Christmas of 2012 didn't look much different from any other year.
Stores along the streets looped cheerful carols.
Snow fell from a gray-white sky.
In the neighborhoods, kids packed up in little gangs, laughing and tearing around on this special day.
All of New York soaked in the joy of the season.
Families were either celebrating in restaurants or gathered at home around crackling fires, sharing the holiday together.
Hawk was with family, too.
As he did every year, he rode a bus near dusk to Calvary Cemetery, crunching over snow to spend Christmas with his sister.
Helen had invited him to Long Island to celebrate with the Stacys.
He'd declined.
Hawk figured that, barring surprises, he'd marry Gwen someday. She'd be his only wife, and they'd be one family.
But that was the future.
And right now wasn't then.
Most important—
He had his own family.
So he'd said no.
From childhood on, he'd spent every Christmas with his little sister Anya.

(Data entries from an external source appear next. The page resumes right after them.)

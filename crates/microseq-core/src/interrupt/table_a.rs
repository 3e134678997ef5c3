//! Interrupt priority matrix A: priority rungs and output wiring.

use super::{rung, InstructionTrap, RequestLine as L};
use crate::term::Term;

/// Number of priority rungs in interrupt matrix A.
pub const TERM_COUNT: usize = 23;

/// Priority rungs in row order: `rung(asserted, negated, trap)`.
pub static TERMS: [Term; TERM_COUNT] = [
    // 0: no sample
    rung(&[], &[L::Sample], None),
    // 1: double error
    rung(&[L::Sample, L::DoubleError], &[], None),
    // 2: odd address
    rung(&[L::Sample, L::OddAddress], &[L::DoubleError], None),
    // 3: bus timeout during vector fetch
    rung(&[L::Sample, L::VectorFetch, L::BusTimeout], &[L::DoubleError, L::OddAddress], None),
    // 4: reserved opcode
    rung(&[L::Sample, L::ReservedOpcode], &[L::DoubleError, L::OddAddress, L::BusTimeout], None),
    // 5: bpt instruction
    rung(
        &[L::Sample],
        &[L::ReservedOpcode, L::DoubleError, L::OddAddress, L::BusTimeout],
        Some(InstructionTrap::Bpt),
    ),
    // 6: iot instruction
    rung(
        &[L::Sample],
        &[L::ReservedOpcode, L::DoubleError, L::OddAddress, L::BusTimeout],
        Some(InstructionTrap::Iot),
    ),
    // 7: emt instruction
    rung(
        &[L::Sample],
        &[L::ReservedOpcode, L::DoubleError, L::OddAddress, L::BusTimeout],
        Some(InstructionTrap::Emt),
    ),
    // 8: trap instruction
    rung(
        &[L::Sample],
        &[L::ReservedOpcode, L::DoubleError, L::OddAddress, L::BusTimeout],
        Some(InstructionTrap::Trap),
    ),
    // 9: halt instruction
    rung(
        &[L::Sample],
        &[L::ReservedOpcode, L::DoubleError, L::OddAddress, L::BusTimeout],
        Some(InstructionTrap::Halt),
    ),
    // 10: halt mode idle
    rung(
        &[L::Sample, L::HaltMode],
        &[L::ReservedOpcode, L::DoubleError, L::OddAddress, L::BusTimeout],
        Some(InstructionTrap::Clear),
    ),
    // 11: trace trap
    rung(
        &[L::Sample, L::PswTrace],
        &[L::HaltMode, L::ReservedOpcode, L::DoubleError, L::OddAddress, L::BusTimeout],
        Some(InstructionTrap::Clear),
    ),
    // 12: power fail
    rung(
        &[L::Sample, L::PowerFail],
        &[
            L::PswTrace,
            L::HaltMode,
            L::ReservedOpcode,
            L::DoubleError,
            L::OddAddress,
            L::BusTimeout,
        ],
        Some(InstructionTrap::Clear),
    ),
    // 13: halt request
    rung(
        &[L::Sample, L::Irq1],
        &[
            L::PswTrace,
            L::HaltMode,
            L::ReservedOpcode,
            L::DoubleError,
            L::OddAddress,
            L::BusTimeout,
            L::PowerRestore,
            L::PowerFail,
        ],
        Some(InstructionTrap::Clear),
    ),
    // 14: radial irq2
    rung(
        &[L::Sample, L::Irq2],
        &[
            L::PswTrace,
            L::PswPriority,
            L::HaltMode,
            L::ReservedOpcode,
            L::DoubleError,
            L::OddAddress,
            L::BusTimeout,
            L::Irq1,
            L::PowerRestore,
            L::PowerFail,
        ],
        Some(InstructionTrap::Clear),
    ),
    // 15: radial irq3
    rung(
        &[L::Sample, L::Irq3],
        &[
            L::PswTrace,
            L::PswPriority,
            L::HaltMode,
            L::ReservedOpcode,
            L::DoubleError,
            L::OddAddress,
            L::BusTimeout,
            L::Irq1,
            L::Irq2,
            L::PowerRestore,
            L::PowerFail,
        ],
        Some(InstructionTrap::Clear),
    ),
    // 16: vectored irq
    rung(
        &[L::Sample],
        &[
            L::PswTrace,
            L::PswPriority,
            L::HaltMode,
            L::ReservedOpcode,
            L::DoubleError,
            L::OddAddress,
            L::BusTimeout,
            L::Irq1,
            L::Irq2,
            L::Irq3,
            L::PowerRestore,
            L::PowerFail,
            L::VirqIdle,
        ],
        Some(InstructionTrap::Clear),
    ),
    // 17: power restore
    rung(
        &[L::Sample, L::PowerRestore],
        &[
            L::PswTrace,
            L::HaltMode,
            L::ReservedOpcode,
            L::DoubleError,
            L::OddAddress,
            L::BusTimeout,
            L::PowerFail,
        ],
        Some(InstructionTrap::Clear),
    ),
    // 18: priority masked idle
    rung(
        &[L::Sample, L::PswPriority],
        &[
            L::PswTrace,
            L::HaltMode,
            L::ReservedOpcode,
            L::DoubleError,
            L::OddAddress,
            L::BusTimeout,
            L::Irq1,
            L::PowerRestore,
            L::PowerFail,
        ],
        Some(InstructionTrap::Clear),
    ),
    // 19: idle
    rung(
        &[L::Sample, L::VirqIdle],
        &[
            L::WaitMode,
            L::PswTrace,
            L::PswPriority,
            L::HaltMode,
            L::ReservedOpcode,
            L::DoubleError,
            L::OddAddress,
            L::BusTimeout,
            L::Irq1,
            L::Irq2,
            L::Irq3,
            L::PowerRestore,
            L::PowerFail,
        ],
        Some(InstructionTrap::Clear),
    ),
    // 20: bus timeout
    rung(
        &[L::Sample, L::BusTimeout],
        &[L::VectorFetch, L::HaltMode, L::DoubleError, L::OddAddress],
        None,
    ),
    // 21: bus timeout in halt mode
    rung(
        &[L::Sample, L::HaltMode, L::BusTimeout],
        &[L::VectorFetch, L::DoubleError, L::OddAddress],
        None,
    ),
    // 22: wait-mode idle
    rung(
        &[L::WaitMode, L::Sample, L::VirqIdle],
        &[
            L::PswTrace,
            L::PswPriority,
            L::HaltMode,
            L::ReservedOpcode,
            L::DoubleError,
            L::OddAddress,
            L::BusTimeout,
            L::Irq1,
            L::Irq2,
            L::Irq3,
            L::PowerRestore,
            L::PowerFail,
        ],
        Some(InstructionTrap::Clear),
    ),
];

/// Rungs feeding each bit of the internal sum vector, indexed by output bit.
pub static SUMS: [&[u8]; 11] = [
    /*  0 */ &[1, 2, 3, 5, 7, 9, 11, 12, 15, 17, 21],
    /*  1 */ &[1, 2, 3, 4, 9, 12, 14, 16, 20, 21],
    /*  2 */ &[1, 2, 3, 4, 5, 6, 11, 13, 14, 15],
    /*  3 */ &[1, 3, 4, 5, 6, 7, 8, 11, 12, 20],
    /*  4 */ &[12],
    /*  5 */ &[17],
    /*  6 */ &[1, 2, 3, 20, 21],
    /*  7 */ &[0, 1, 2, 3, 10, 18, 19, 20],
    /*  8 */ &[9, 13, 21, 22],
    /*  9 */ &[1, 2, 3, 4, 5, 6, 7, 8, 9, 11, 12, 13, 14, 15, 16, 17, 20, 21],
    /* 10 */ &[16],
];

Even after she died in '09, he came every year at Christmas to be with her.
Anya loved lively places, but her congenital heart condition meant she mostly watched from a distance.
That already hurt Hawk enough. Leaving Anya to spend the holiday alone?
Sorry.
He couldn't.
In the cemetery, just like last year, Hawk set out all of Anya's favorite food before her gravestone, then leaned against the stone and gazed into the distance.
Feathery snow kept drifting down.
Strangely—
Though it had been snowing hard for nearly two hours, laying a soft white quilt over everything, the ground around Hawk—and around Anya's marker—stayed dry, as if it were a clear day.
Like a tiger lying in a blizzard, yet its patch of earth is dry as summer.
Eyes half-closed, Hawk slipped his mind into the Microcosmos.
Three days of rest had let his Microcosmos fully digest the Gamma power he'd seized when Hulk died—renewing it from the inside out.
Clearly—
His Microcosmos had ascended.
Gamma energy is a real force in the Marvel world.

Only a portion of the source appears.